**Records to use**
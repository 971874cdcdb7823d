// Connection contexts: negotiated parameters, history kept across messages,
// resets, limits and counters.

#[cfg(test)]
mod tests {
    use std::io::{Read, Write};

    use pmdeflate_core::compression::{
        compress_context_takeover, decompress_context_takeover, CodecPool, CompressionError,
        CompressionLevel, SlidingWindow, MAX_WINDOW_SIZE,
    };
    use pmdeflate_core::config::{DeflateParams, PoolConfig};
    use pmdeflate_core::context::DeflateContext;

    fn pair(params: DeflateParams) -> (DeflateContext, DeflateContext) {
        let pool = CodecPool::new();
        let sender = DeflateContext::new(pool.clone(), params).unwrap();
        let receiver = DeflateContext::new(pool, params).unwrap();
        (sender, receiver)
    }

    fn chat_message(i: usize) -> Vec<u8> {
        format!(
            r#"{{"channel":"lobby","user":"player-{}","text":"gg, well played everyone","seq":{}}}"#,
            i % 3,
            i
        )
        .into_bytes()
    }

// # ✅ 1. Parameters

    #[test]
    fn default_params_keep_context_in_both_directions() {
        let params = DeflateParams::default();
        assert_eq!(params.level, CompressionLevel::FAST);
        assert!(params.outbound_context_takeover);
        assert!(params.inbound_context_takeover);
        assert_eq!(params.max_window_size, MAX_WINDOW_SIZE);
        assert_eq!(params.max_message_size, None);
        assert!(params.validate().is_ok());
    }

    #[test]
    fn params_deserialize_with_defaults() {
        let params: DeflateParams =
            serde_json::from_str(r#"{"level":9,"inbound_context_takeover":false}"#).unwrap();
        assert_eq!(params.level, CompressionLevel::BEST);
        assert!(params.outbound_context_takeover);
        assert!(!params.inbound_context_takeover);
        assert_eq!(params.max_window_size, MAX_WINDOW_SIZE);

        let json = serde_json::to_string(&params).unwrap();
        let back: DeflateParams = serde_json::from_str(&json).unwrap();
        assert_eq!(back, params);

        let pool: PoolConfig = serde_json::from_str(r#"{"max_idle_per_bucket":4}"#).unwrap();
        assert_eq!(pool.max_idle_per_bucket, 4);
        assert!(!pool.recycle_dictionary_compressors);
    }

    #[test]
    fn out_of_range_level_is_rejected_on_deserialize() {
        assert!(serde_json::from_str::<DeflateParams>(r#"{"level":12}"#).is_err());
        assert!(serde_json::from_str::<DeflateParams>(r#"{"level":-1}"#).is_err());
    }

    #[test]
    fn invalid_window_size_is_rejected() {
        assert!(matches!(
            DeflateParams::new().with_max_window_size(0),
            Err(CompressionError::InvalidWindowSize { have: 0, .. })
        ));
        assert!(DeflateParams::new().with_max_window_size(MAX_WINDOW_SIZE + 1).is_err());

        let params = DeflateParams {
            max_window_size: 0,
            ..DeflateParams::default()
        };
        assert!(matches!(
            DeflateContext::new(CodecPool::new(), params),
            Err(CompressionError::InvalidWindowSize { .. })
        ));
    }

    #[test]
    fn set_level_validates() {
        let mut ctx = DeflateContext::new(CodecPool::new(), DeflateParams::default()).unwrap();
        assert!(matches!(ctx.set_level(42), Err(CompressionError::InvalidLevel { level: 42, .. })));
        assert_eq!(ctx.params().level, CompressionLevel::FAST);

        ctx.set_level(9).unwrap();
        assert_eq!(ctx.params().level, CompressionLevel::BEST);
    }

    #[test]
    fn disabled_directions_have_no_window() {
        let params = DeflateParams::default().with_inbound_context_takeover(false);
        let ctx = DeflateContext::new(CodecPool::new(), params).unwrap();
        assert!(ctx.outbound_window().is_some());
        assert!(ctx.inbound_window().is_none());
    }

// # ✅ 2. Context takeover across messages

    #[test]
    fn takeover_sequence_round_trips_and_windows_agree() {
        let (mut sender, mut receiver) = pair(DeflateParams::default());

        let mut sizes = Vec::new();
        for i in 0..10 {
            let message = chat_message(i);
            let wire = sender.compress_message(&message).unwrap();
            sizes.push(wire.len());

            assert_eq!(receiver.decompress_message(&wire).unwrap(), message);
            assert_eq!(sender.outbound_window(), receiver.inbound_window());
        }

        assert!(sizes[5] < sizes[0], "sizes {:?}", sizes);
    }

    #[test]
    fn takeover_beats_fresh_context() {
        let (mut with_history, _) = pair(DeflateParams::default());
        let (mut without, _) = pair(DeflateParams::no_context_takeover());

        let mut total_with = 0;
        let mut total_without = 0;
        for i in 0..20 {
            let message = chat_message(i);
            total_with += with_history.compress_message(&message).unwrap().len();
            total_without += without.compress_message(&message).unwrap().len();
        }
        assert!(total_with < total_without, "{} vs {}", total_with, total_without);
    }

    #[test]
    fn window_stays_bounded() {
        let (mut sender, mut receiver) = pair(DeflateParams::default());
        for round in 0..3u8 {
            let message: Vec<u8> = (0..20_000u32).map(|i| (i as u8) ^ round).collect();
            let wire = sender.compress_message(&message).unwrap();
            assert_eq!(receiver.decompress_message(&wire).unwrap(), message);
        }

        let window = sender.outbound_window().unwrap();
        assert_eq!(window.len(), MAX_WINDOW_SIZE);
        assert_eq!(Some(window), receiver.inbound_window());
    }

    #[test]
    fn small_window_round_trips() {
        let params = DeflateParams::default().with_max_window_size(1024).unwrap();
        let (mut sender, mut receiver) = pair(params);
        for i in 0..50 {
            let message = chat_message(i).repeat(i % 4 + 1);
            let wire = sender.compress_message(&message).unwrap();
            assert_eq!(receiver.decompress_message(&wire).unwrap(), message);
        }
        assert_eq!(sender.outbound_window().unwrap().len(), 1024);
    }

    #[test]
    fn mirrored_resets_keep_peers_in_sync() {
        let (mut sender, mut receiver) = pair(DeflateParams::default());
        for i in 0..3 {
            let wire = sender.compress_message(&chat_message(i)).unwrap();
            receiver.decompress_message(&wire).unwrap();
        }

        sender.reset_outbound();
        receiver.reset_inbound();
        assert!(sender.outbound_window().unwrap().is_empty());

        let message = chat_message(3);
        let wire = sender.compress_message(&message).unwrap();
        assert_eq!(receiver.decompress_message(&wire).unwrap(), message);
    }

    #[test]
    fn streaming_sessions_share_the_context_window() {
        let (mut sender, mut receiver) = pair(DeflateParams::default());
        let first = chat_message(0);
        let second = chat_message(1);

        for message in [&first, &second] {
            let mut writer = sender.writer(Vec::new()).unwrap();
            for chunk in message.chunks(10) {
                writer.write_all(chunk).unwrap();
            }
            writer.close().unwrap();
            let wire = writer.into_inner();

            let mut reader = receiver.reader(wire.as_slice()).unwrap();
            let mut out = Vec::new();
            reader.read_to_end(&mut out).unwrap();
            assert!(reader.is_finished());
            assert!(matches!(reader.close(), Err(CompressionError::Closed)));
            assert_eq!(&out, message);
        }

        let mut expected = first.clone();
        expected.extend_from_slice(&second);
        assert_eq!(sender.outbound_window().unwrap().as_slice(), expected.as_slice());
        assert_eq!(receiver.inbound_window().unwrap().as_slice(), expected.as_slice());
    }

    #[test]
    fn free_functions_with_recycled_seeded_compressors() {
        let pool = CodecPool::with_config(PoolConfig {
            recycle_dictionary_compressors: true,
            ..PoolConfig::default()
        });
        let mut tx = SlidingWindow::new();
        let mut rx = SlidingWindow::new();

        for i in 0..6 {
            let message = chat_message(i);
            let mut writer =
                compress_context_takeover(&pool, Vec::new(), CompressionLevel::BEST, &mut tx).unwrap();
            writer.write(&message).unwrap();
            writer.close().unwrap();
            let wire = writer.into_inner();

            let mut reader = decompress_context_takeover(&pool, wire.as_slice(), &mut rx).unwrap();
            let mut out = Vec::new();
            reader.read_to_end(&mut out).unwrap();
            assert_eq!(out, message);
        }
        assert!(pool.stats().reused >= 5);
        assert_eq!(tx, rx);
    }

// # ❌ 3. Limits

    #[test]
    fn message_size_limit_applies_to_context() {
        let params = DeflateParams::default().with_max_message_size(Some(1_000));
        let (mut sender, mut receiver) = pair(params);

        let small = chat_message(0);
        let wire = sender.compress_message(&small).unwrap();
        assert_eq!(receiver.decompress_message(&wire).unwrap(), small);

        let big = vec![b'x'; 5_000];
        let wire = sender.compress_message(&big).unwrap();
        assert!(matches!(
            receiver.decompress_message(&wire),
            Err(CompressionError::MessageTooLarge { limit: 1_000 })
        ));
    }

// # ✅ 4. Counters

    #[test]
    fn counters_track_both_directions() {
        let (mut sender, mut receiver) = pair(DeflateParams::default());
        let message = vec![b'z'; 10_000];

        let wire = sender.compress_message(&message).unwrap();
        receiver.decompress_message(&wire).unwrap();

        let out = sender.counters();
        assert_eq!(out.messages_compressed, 1);
        assert_eq!(out.bytes_plaintext_out, 10_000);
        assert_eq!(out.bytes_wire_out, wire.len() as u64);
        assert_eq!(out.messages_decompressed, 0);

        let inbound = receiver.snapshot();
        assert_eq!(inbound.messages_decompressed, 1);
        assert_eq!(inbound.bytes_wire_in, wire.len() as u64);
        assert_eq!(inbound.bytes_plaintext_in, 10_000);
        assert!(inbound.inbound_ratio > 0.0 && inbound.inbound_ratio < 0.1);
        assert_eq!(inbound.outbound_ratio, 0.0);

        let mut total = sender.counters().clone();
        total += receiver.counters().clone();
        assert_eq!(total.messages_compressed + total.messages_decompressed, 2);
    }
}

**Task goal**
Every line above with the string "DeflateContext" in it should be copied into the answer.

**Task response**
    use pmdeflate_core::context::DeflateContext;
    fn pair(params: DeflateParams) -> (DeflateContext, DeflateContext) {
        let sender = DeflateContext::new(pool.clone(), params).unwrap();
        let receiver = DeflateContext::new(pool, params).unwrap();
            DeflateContext::new(CodecPool::new(), params),
        let mut ctx = DeflateContext::new(CodecPool::new(), DeflateParams::default()).unwrap();
        let ctx = DeflateContext::new(CodecPool::new(), params).unwrap();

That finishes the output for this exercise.